En el plano interno, la velocidad ha sido clave. Trump ha impulsado la eliminación de regulaciones en sectores clave, ha recortado políticas ambientales y ha frenado iniciativas de diversidad en instituciones públicas y educativas. Para sus seguidores, estas medidas son vistas como una necesaria «limpieza» que dinamiza la economía y restaura ciertos valores. Sin embargo, sus críticos advierten sobre un retroceso significativo en protecciones esenciales y derechos civiles. La política migratoria, con un endurecimiento de controles y la propuesta de deportaciones masivas, ha sido un foco de intensas protestas, subrayando la profunda polarización social.

La economía ha sido otro campo de batalla conocido, con Trump reiterando su fórmula de reducción de impuestos, aumento de aranceles y la promoción de la producción nacional. Este mensaje, centrado en «proteger al trabajador americano», genera esperanzas de empleos y salarios más altos. No obstante, voces desde el empresariado y la academia alertan sobre los riesgos de guerras comerciales, que podrían disparar los precios, complicar las cadenas de suministro y, en última instancia, afectar el bolsillo de los consumidores.

La mayor onda expansiva, sin embargo, se ha sentido en la política exterior. En un contexto global ya volátil con conflictos en Europa del Este, tensiones en Oriente Medio y una creciente fricción con China, Trump ha optado por un camino de menor compromiso automático y mayor presión.

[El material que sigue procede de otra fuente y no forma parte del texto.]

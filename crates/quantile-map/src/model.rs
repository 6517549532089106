//! The trained DQM parameter set and its JSON encoding.

use std::collections::BTreeMap;

use serde::{Deserialize, Serialize};

use crate::config::{Grouping, Kind};
use crate::error::QuantileMapError;

/// Current on-disk encoding of [`DqmModel`].
pub const FORMAT_VERSION: u32 = 1;

/// Learned parameters of one seasonal group.
#[derive(Debug, Clone, PartialEq, Serialize, Deserialize)]
pub struct GroupParams {
    /// Mean scaling applied to simulated values before mapping.
    pub scaling: f64,
    /// Quantiles of the scaled training simulation, ascending.
    pub hist_q: Vec<f64>,
    /// Factor mapping each `hist_q` anchor onto the observed quantile.
    pub af: Vec<f64>,
}

impl GroupParams {
    /// Interpolated adjustment factor at `x`.
    ///
    /// Linear between the two bracketing anchors, constant beyond the first
    /// and last anchor. When several anchors share the value `x`, the lowest
    /// one's factor is used.
    pub fn factor_at(&self, x: f64) -> f64 {
        let q = &self.hist_q;
        let last = q.len() - 1;
        if x <= q[0] {
            return self.af[0];
        }
        if x > q[last] {
            return self.af[last];
        }
        let first_ge = q.partition_point(|&h| h < x);
        if q[first_ge] == x {
            return self.af[first_ge];
        }
        // q[first_ge - 1] < x < q[first_ge]
        let lo = first_ge - 1;
        let hi = first_ge;
        let w = (x - q[lo]) / (q[hi] - q[lo]);
        self.af[lo] + w * (self.af[hi] - self.af[lo])
    }
}

/// A trained detrended quantile-mapping model.
///
/// Immutable once trained. Group keys are days of year (1..=365) or months
/// (1..=12) depending on [`Grouping`]; groups without training data are
/// absent.
#[derive(Debug, Clone, PartialEq, Serialize, Deserialize)]
pub struct DqmModel {
    format_version: u32,
    kind: Kind,
    grouping: Grouping,
    n_quantiles: usize,
    nodes: Vec<f64>,
    n_train: usize,
    groups: BTreeMap<u16, GroupParams>,
}

impl DqmModel {
    pub(crate) fn new(
        kind: Kind,
        grouping: Grouping,
        nodes: Vec<f64>,
        n_train: usize,
        groups: BTreeMap<u16, GroupParams>,
    ) -> Self {
        Self {
            format_version: FORMAT_VERSION,
            kind,
            grouping,
            n_quantiles: nodes.len(),
            nodes,
            n_train,
            groups,
        }
    }

    pub fn format_version(&self) -> u32 {
        self.format_version
    }

    pub fn kind(&self) -> Kind {
        self.kind
    }

    pub fn grouping(&self) -> Grouping {
        self.grouping
    }

    pub fn n_quantiles(&self) -> usize {
        self.n_quantiles
    }

    /// Probability levels of the quantile anchors.
    pub fn nodes(&self) -> &[f64] {
        &self.nodes
    }

    /// Number of training pairs the model was fitted on.
    pub fn n_train(&self) -> usize {
        self.n_train
    }

    /// Parameters of one group, if it was trained.
    pub fn group(&self, key: u16) -> Option<&GroupParams> {
        self.groups.get(&key)
    }

    /// Keys of all trained groups, ascending.
    pub fn trained_groups(&self) -> Vec<u16> {
        self.groups.keys().copied().collect()
    }

    /// Serializes the model as pretty-printed JSON.
    pub fn to_json(&self) -> Result<String, QuantileMapError> {
        serde_json::to_string_pretty(self).map_err(|e| QuantileMapError::Serialization {
            reason: e.to_string(),
        })
    }

    /// Parses a model from JSON, rejecting unknown format versions and
    /// inconsistent group parameters.
    pub fn from_json(json: &str) -> Result<Self, QuantileMapError> {
        let model: DqmModel =
            serde_json::from_str(json).map_err(|e| QuantileMapError::Serialization {
                reason: e.to_string(),
            })?;
        if model.format_version != FORMAT_VERSION {
            return Err(QuantileMapError::UnsupportedFormat {
                found: model.format_version,
                expected: FORMAT_VERSION,
            });
        }
        model
            .check()
            .map_err(|reason| QuantileMapError::Serialization { reason })?;
        Ok(model)
    }

    /// Checks that the parameters can be used by [`crate::adjust`].
    fn check(&self) -> Result<(), String> {
        let n = self.n_quantiles;
        if n == 0 {
            return Err("n_quantiles must be >= 1".to_string());
        }
        if self.nodes.len() != n {
            return Err(format!("{} nodes, expected {n}", self.nodes.len()));
        }
        for (key, g) in &self.groups {
            if !self.grouping.all_groups().contains(key) {
                return Err(format!("group key {key} is out of range"));
            }
            if g.hist_q.len() != n || g.af.len() != n {
                return Err(format!(
                    "group {key} holds {} anchors and {} factors, expected {n}",
                    g.hist_q.len(),
                    g.af.len()
                ));
            }
            if !g.scaling.is_finite() {
                return Err(format!("group {key} has a non-finite scaling"));
            }
            if g.hist_q.iter().chain(g.af.iter()).any(|v| !v.is_finite()) {
                return Err(format!("group {key} has non-finite anchors or factors"));
            }
            if g.hist_q.windows(2).any(|w| w[0] > w[1]) {
                return Err(format!("group {key} anchors are not ascending"));
            }
        }
        Ok(())
    }
}

#[cfg(test)]
mod tests {
    use super::*;
    use approx::assert_relative_eq;

    fn params(hist_q: Vec<f64>, af: Vec<f64>) -> GroupParams {
        GroupParams {
            scaling: 1.0,
            hist_q,
            af,
        }
    }

    #[test]
    fn factor_interpolates_between_anchors() {
        let g = params(vec![1.0, 3.0], vec![2.0, 4.0]);
        assert_relative_eq!(g.factor_at(2.0), 3.0);
        assert_relative_eq!(g.factor_at(1.5), 2.5);
    }

    #[test]
    fn factor_clamps_outside_range() {
        let g = params(vec![1.0, 3.0], vec![2.0, 4.0]);
        assert_relative_eq!(g.factor_at(0.1), 2.0);
        assert_relative_eq!(g.factor_at(99.0), 4.0);
        assert_relative_eq!(g.factor_at(3.0), 4.0);
    }

    #[test]
    fn repeated_anchors_use_lowest() {
        let g = params(vec![1.0, 2.0, 2.0, 2.0, 5.0], vec![1.0, 0.5, 0.7, 0.9, 2.0]);
        assert_relative_eq!(g.factor_at(2.0), 0.5);
        // Just above the flat run interpolates from its last anchor.
        assert_relative_eq!(g.factor_at(3.5), 0.9 + 0.5 * 1.1, epsilon = 1e-12);
        assert!(g.factor_at(1.999).is_finite());
    }

    #[test]
    fn single_anchor_is_constant() {
        let g = params(vec![2.0], vec![1.5]);
        assert_relative_eq!(g.factor_at(0.5), 1.5);
        assert_relative_eq!(g.factor_at(2.0), 1.5);
        assert_relative_eq!(g.factor_at(8.0), 1.5);
    }

    #[test]
    fn from_json_rejects_future_version() {
        let model = DqmModel::new(
            Kind::Multiplicative,
            Grouping::Month,
            vec![0.5],
            3,
            BTreeMap::from([(6, params(vec![2.0], vec![1.0]))]),
        );
        let json = model
            .to_json()
            .unwrap()
            .replace("\"format_version\": 1", "\"format_version\": 2");
        assert_eq!(
            DqmModel::from_json(&json).unwrap_err(),
            QuantileMapError::UnsupportedFormat {
                found: 2,
                expected: 1
            }
        );
    }

    #[test]
    fn from_json_rejects_garbage() {
        assert!(matches!(
            DqmModel::from_json("{not json"),
            Err(QuantileMapError::Serialization { .. })
        ));
    }

    fn month_model() -> DqmModel {
        DqmModel::new(
            Kind::Multiplicative,
            Grouping::Month,
            vec![0.25, 0.75],
            8,
            BTreeMap::from([(6, params(vec![2.0, 5.0], vec![1.1, 0.9]))]),
        )
    }

    /// Re-encodes `model` after editing its JSON tree.
    fn edited(model: &DqmModel, edit: impl FnOnce(&mut serde_json::Value)) -> String {
        let mut value: serde_json::Value = serde_json::from_str(&model.to_json().unwrap()).unwrap();
        edit(&mut value);
        value.to_string()
    }

    fn assert_rejected(json: &str, needle: &str) {
        match DqmModel::from_json(json) {
            Err(QuantileMapError::Serialization { reason }) => {
                assert!(reason.contains(needle), "unexpected reason: {reason}")
            }
            other => panic!("expected a serialization error, got {other:?}"),
        }
    }

    #[test]
    fn from_json_accepts_consistent_model() {
        let model = month_model();
        assert_eq!(DqmModel::from_json(&model.to_json().unwrap()).unwrap(), model);
    }

    #[test]
    fn from_json_rejects_zero_quantiles() {
        let empty = DqmModel::new(
            Kind::Multiplicative,
            Grouping::Month,
            Vec::new(),
            3,
            BTreeMap::from([(6, params(Vec::new(), Vec::new()))]),
        );
        assert_rejected(&empty.to_json().unwrap(), "n_quantiles");
    }

    #[test]
    fn from_json_rejects_node_count_mismatch() {
        let json = edited(&month_model(), |v| v["nodes"] = serde_json::json!([0.5]));
        assert_rejected(&json, "nodes");
    }

    #[test]
    fn from_json_rejects_descending_anchors() {
        let json = edited(&month_model(), |v| {
            v["groups"]["6"]["hist_q"] = serde_json::json!([5.0, 2.0])
        });
        assert_rejected(&json, "not ascending");
    }

    #[test]
    fn from_json_rejects_out_of_range_key() {
        let json = edited(&month_model(), |v| {
            let g = v["groups"]["6"].clone();
            v["groups"]["13"] = g;
        });
        assert_rejected(&json, "out of range");
    }

    #[test]
    fn non_finite_parameters_are_rejected() {
        let mut model = month_model();
        if let Some(g) = model.groups.get_mut(&6) {
            g.scaling = f64::NAN;
        }
        assert!(model.check().unwrap_err().contains("scaling"));

        let mut model = month_model();
        if let Some(g) = model.groups.get_mut(&6) {
            g.af[1] = f64::INFINITY;
        }
        assert!(model.check().unwrap_err().contains("non-finite"));

        // JSON has no encoding for NaN; a null in its place fails to parse.
        let json = edited(&month_model(), |v| v["groups"]["6"]["scaling"] = serde_json::Value::Null);
        assert!(matches!(
            DqmModel::from_json(&json),
            Err(QuantileMapError::Serialization { .. })
        ));
    }

    #[test]
    fn from_json_rejects_anchor_count_mismatch() {
        let model = DqmModel::new(
            Kind::Additive,
            Grouping::Month,
            vec![0.25, 0.75],
            4,
            BTreeMap::from([(1, params(vec![2.0], vec![1.0]))]),
        );
        let json = model.to_json().unwrap();
        assert!(matches!(
            DqmModel::from_json(&json),
            Err(QuantileMapError::Serialization { .. })
        ));
    }
}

Ha cuestionado alianzas históricas, ha frenado acuerdos internacionales y ha usado los aranceles como arma contra países que antes eran socios clave, sustituyendo la diplomacia tradicional por la exigencia unilateral.

En este complejo escenario, Venezuela ha resurgido con una renovada importancia. La administración Trump 2.0 ha endurecido drásticamente su postura: ha reinstalado sanciones económicas, elevado el tono retórico y ha declarado que no habrá negociación sin resultados concretos. Además, ha fortalecido la cooperación con naciones vecinas para controlar la migración venezolana, vinculando directamente este flujo a su política de seguridad fronteriza. Para Trump, esta estrategia busca recuperar influencia en América Latina y demostrar firmeza ante un gobierno que considera ilegítimo, aunque no exenta de crear nuevas tensiones regionales y preocupaciones por el impacto humanitario y económico.

Los primeros 300 días de Trump 2.0 nos presentan a un líder inquebrantable en su visión, dispuesto a confrontar y a redefinir el orden establecido. Ya sea aplaudido como un restaurador de la fuerza o temido como un catalizador de divisiones y conflictos (incluyendo el de Venezuela), su impacto es innegable. La única certeza es que esta administración no piensa moderar su rumbo. Estados Unidos y el mundo deben prepararse para una etapa que promete ser tan ruidosa y disruptiva como la anterior, si no más, exigiendo una adaptación constante a un panorama político en perpetuo movimiento.

Jorge Orlando Céliz Kuong
General de División en retiro, ex Comandante General del Ejército del Perú, especialista en Seguridad y Defensa con formación en Harvard y experiencia internacional en EE.UU. y la ONU.